• [Supplied records]:
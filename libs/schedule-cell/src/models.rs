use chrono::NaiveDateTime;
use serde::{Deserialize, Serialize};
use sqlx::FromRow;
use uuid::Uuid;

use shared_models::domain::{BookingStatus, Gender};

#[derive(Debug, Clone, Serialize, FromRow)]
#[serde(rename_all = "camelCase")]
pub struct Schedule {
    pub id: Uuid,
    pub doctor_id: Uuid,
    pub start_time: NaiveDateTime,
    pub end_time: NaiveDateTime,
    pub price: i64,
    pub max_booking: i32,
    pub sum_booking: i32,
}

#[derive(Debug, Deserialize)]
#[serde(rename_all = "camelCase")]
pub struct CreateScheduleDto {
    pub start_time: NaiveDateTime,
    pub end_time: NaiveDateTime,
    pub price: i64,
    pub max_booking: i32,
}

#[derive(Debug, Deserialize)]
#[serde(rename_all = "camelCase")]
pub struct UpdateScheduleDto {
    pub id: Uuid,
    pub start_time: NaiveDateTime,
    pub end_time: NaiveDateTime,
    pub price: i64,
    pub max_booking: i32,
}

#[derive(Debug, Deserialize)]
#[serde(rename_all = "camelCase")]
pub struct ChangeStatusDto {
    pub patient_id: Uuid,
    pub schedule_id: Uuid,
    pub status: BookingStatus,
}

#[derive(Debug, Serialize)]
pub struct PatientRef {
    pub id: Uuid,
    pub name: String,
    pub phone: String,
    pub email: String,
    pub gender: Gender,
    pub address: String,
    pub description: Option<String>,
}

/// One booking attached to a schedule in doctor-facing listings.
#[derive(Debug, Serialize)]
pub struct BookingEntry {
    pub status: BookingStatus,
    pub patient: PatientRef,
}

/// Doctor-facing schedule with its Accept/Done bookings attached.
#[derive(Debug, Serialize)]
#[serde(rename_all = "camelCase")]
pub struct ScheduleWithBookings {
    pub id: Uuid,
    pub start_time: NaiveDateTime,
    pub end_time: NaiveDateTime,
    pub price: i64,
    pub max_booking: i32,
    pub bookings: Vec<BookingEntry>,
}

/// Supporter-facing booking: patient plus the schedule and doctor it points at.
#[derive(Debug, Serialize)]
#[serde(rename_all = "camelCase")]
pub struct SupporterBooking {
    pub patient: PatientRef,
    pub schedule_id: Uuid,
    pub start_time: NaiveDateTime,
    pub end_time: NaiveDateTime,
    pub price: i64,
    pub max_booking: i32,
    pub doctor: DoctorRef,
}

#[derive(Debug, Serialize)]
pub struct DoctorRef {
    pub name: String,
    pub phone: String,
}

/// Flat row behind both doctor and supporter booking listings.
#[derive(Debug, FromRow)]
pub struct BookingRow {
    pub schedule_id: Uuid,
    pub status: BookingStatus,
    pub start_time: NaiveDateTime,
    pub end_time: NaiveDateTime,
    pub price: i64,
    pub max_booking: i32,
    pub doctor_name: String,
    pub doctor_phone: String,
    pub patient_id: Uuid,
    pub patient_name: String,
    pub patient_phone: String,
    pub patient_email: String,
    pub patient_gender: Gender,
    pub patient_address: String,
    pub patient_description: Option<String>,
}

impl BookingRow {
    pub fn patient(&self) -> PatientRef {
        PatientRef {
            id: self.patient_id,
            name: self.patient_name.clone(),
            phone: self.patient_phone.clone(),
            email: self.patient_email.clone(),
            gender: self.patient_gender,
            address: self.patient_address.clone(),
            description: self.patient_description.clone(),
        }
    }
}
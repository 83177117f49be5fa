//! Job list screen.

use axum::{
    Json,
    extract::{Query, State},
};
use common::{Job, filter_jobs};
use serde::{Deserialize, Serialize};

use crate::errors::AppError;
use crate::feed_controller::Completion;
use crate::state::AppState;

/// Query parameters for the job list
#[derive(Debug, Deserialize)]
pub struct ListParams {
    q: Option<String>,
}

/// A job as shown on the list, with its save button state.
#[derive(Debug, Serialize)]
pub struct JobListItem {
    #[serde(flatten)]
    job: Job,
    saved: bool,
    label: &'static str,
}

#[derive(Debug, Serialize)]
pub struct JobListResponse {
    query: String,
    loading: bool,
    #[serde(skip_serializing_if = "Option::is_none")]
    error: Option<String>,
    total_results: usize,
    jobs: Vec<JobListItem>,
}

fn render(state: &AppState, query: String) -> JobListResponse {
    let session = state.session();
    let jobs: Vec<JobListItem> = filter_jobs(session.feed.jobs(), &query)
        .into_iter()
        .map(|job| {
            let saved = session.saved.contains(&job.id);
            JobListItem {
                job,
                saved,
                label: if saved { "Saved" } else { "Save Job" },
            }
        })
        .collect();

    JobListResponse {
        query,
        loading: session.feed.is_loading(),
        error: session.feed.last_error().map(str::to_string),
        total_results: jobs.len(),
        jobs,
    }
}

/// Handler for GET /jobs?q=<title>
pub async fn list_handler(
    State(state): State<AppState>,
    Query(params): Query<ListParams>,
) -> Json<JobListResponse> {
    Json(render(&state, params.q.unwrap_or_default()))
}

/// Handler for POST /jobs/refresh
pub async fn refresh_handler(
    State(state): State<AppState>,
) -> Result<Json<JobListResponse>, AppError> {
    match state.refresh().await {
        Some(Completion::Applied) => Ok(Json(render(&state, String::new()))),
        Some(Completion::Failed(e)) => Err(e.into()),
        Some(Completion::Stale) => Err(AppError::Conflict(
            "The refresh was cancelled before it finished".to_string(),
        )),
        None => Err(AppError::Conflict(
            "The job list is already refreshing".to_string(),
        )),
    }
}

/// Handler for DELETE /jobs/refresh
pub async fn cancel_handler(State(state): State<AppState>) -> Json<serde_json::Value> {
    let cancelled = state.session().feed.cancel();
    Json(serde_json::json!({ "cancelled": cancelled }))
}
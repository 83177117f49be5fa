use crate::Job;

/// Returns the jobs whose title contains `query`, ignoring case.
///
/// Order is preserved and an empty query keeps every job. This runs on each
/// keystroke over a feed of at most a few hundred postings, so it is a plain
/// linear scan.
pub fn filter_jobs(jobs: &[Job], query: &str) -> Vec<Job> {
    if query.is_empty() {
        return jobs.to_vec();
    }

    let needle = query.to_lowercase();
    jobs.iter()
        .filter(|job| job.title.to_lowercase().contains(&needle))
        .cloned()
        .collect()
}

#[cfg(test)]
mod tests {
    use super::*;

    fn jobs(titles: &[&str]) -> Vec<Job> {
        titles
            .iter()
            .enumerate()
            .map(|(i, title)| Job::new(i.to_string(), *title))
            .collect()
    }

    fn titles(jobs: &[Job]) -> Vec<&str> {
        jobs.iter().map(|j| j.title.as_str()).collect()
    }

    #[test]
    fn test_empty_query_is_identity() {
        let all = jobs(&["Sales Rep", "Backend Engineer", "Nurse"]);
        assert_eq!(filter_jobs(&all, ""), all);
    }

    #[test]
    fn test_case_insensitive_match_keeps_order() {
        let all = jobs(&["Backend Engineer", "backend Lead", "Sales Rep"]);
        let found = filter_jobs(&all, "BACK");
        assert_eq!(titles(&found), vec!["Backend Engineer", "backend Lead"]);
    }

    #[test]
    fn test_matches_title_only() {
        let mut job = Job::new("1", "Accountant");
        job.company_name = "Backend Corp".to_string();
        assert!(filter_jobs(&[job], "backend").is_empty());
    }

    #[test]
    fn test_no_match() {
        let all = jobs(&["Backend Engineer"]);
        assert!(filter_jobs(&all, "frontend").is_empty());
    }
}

* * *

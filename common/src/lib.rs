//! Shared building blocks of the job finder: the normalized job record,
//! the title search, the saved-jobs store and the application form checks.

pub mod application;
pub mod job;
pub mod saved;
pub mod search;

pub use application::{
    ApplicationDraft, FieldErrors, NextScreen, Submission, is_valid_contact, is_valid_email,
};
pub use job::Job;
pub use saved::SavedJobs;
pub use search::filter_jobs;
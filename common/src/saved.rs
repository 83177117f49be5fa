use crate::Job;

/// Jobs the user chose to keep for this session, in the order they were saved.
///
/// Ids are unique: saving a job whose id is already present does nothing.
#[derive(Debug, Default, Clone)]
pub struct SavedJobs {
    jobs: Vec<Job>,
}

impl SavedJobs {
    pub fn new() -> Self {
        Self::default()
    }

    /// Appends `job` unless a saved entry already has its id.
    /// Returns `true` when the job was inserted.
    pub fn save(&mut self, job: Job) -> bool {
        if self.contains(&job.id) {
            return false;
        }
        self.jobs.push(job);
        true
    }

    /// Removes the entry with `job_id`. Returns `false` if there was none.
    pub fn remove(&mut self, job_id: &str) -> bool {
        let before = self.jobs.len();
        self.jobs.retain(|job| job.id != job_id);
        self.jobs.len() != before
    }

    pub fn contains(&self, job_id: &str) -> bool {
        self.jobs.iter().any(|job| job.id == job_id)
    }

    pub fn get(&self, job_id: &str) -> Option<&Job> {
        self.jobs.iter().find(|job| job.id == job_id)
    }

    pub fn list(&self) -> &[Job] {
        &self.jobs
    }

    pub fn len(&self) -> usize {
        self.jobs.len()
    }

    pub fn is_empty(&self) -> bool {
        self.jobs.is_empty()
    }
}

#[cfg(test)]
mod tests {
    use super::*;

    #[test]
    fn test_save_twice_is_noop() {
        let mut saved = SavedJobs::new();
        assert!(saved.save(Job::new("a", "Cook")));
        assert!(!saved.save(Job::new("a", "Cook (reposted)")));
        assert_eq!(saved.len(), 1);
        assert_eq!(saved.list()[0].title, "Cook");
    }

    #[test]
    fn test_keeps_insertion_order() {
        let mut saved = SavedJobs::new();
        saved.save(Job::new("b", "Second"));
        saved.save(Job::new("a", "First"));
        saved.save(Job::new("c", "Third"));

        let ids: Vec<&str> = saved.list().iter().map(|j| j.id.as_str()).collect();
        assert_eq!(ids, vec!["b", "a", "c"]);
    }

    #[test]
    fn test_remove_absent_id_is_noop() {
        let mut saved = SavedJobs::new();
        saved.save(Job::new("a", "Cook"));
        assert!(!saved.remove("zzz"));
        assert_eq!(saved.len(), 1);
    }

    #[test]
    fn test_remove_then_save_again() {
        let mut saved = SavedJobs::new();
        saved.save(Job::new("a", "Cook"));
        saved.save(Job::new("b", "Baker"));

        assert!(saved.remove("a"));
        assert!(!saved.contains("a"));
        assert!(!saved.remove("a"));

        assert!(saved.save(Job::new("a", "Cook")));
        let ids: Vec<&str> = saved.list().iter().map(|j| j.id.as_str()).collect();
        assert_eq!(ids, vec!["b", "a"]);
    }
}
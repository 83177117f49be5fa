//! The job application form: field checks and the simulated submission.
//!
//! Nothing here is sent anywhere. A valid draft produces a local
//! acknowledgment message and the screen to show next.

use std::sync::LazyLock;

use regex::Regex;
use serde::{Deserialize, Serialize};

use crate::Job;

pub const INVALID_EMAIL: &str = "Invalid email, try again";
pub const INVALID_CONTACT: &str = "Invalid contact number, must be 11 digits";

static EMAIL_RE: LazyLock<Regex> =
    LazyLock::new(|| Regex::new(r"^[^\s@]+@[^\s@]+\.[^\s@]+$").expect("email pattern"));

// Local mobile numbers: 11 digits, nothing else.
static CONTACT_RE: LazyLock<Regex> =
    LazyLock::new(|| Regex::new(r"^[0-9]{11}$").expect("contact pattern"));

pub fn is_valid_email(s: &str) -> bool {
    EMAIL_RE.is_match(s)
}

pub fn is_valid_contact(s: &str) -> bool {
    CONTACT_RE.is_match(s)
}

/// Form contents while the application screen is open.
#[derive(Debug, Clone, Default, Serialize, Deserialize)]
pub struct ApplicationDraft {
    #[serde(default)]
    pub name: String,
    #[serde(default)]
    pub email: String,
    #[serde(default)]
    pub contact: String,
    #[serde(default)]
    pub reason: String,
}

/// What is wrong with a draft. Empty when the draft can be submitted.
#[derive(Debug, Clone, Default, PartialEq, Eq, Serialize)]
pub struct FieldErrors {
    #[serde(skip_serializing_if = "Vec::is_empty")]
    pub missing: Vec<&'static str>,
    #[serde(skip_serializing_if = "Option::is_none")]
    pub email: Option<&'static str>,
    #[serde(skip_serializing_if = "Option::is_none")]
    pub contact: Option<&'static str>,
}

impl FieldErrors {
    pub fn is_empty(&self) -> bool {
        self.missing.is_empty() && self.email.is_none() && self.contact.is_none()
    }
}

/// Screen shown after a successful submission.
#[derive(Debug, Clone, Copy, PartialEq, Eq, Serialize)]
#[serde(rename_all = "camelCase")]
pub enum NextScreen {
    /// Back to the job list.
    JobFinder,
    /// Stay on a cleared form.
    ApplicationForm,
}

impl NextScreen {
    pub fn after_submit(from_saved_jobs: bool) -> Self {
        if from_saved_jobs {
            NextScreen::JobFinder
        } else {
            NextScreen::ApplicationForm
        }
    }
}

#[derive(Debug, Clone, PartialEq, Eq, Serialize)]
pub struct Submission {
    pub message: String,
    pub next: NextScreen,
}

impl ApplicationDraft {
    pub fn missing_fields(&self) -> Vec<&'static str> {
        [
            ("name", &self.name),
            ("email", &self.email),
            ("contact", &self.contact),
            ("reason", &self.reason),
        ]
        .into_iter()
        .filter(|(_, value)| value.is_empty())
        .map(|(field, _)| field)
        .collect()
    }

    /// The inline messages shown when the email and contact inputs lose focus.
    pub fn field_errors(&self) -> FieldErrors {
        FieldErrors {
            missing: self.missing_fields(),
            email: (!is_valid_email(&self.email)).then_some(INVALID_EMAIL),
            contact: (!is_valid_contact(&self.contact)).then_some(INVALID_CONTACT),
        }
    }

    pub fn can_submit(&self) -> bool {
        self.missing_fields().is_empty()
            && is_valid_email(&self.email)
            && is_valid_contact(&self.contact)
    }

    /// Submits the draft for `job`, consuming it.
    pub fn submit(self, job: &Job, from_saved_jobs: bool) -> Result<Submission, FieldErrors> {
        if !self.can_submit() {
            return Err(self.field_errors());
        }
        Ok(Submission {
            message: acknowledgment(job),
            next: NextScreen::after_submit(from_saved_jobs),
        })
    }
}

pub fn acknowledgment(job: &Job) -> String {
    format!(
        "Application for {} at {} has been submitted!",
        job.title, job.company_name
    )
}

• [Your task]:
Work out how many lines of the data hold the string "expect". Reply with that number alone.

• [Exercise result]:
2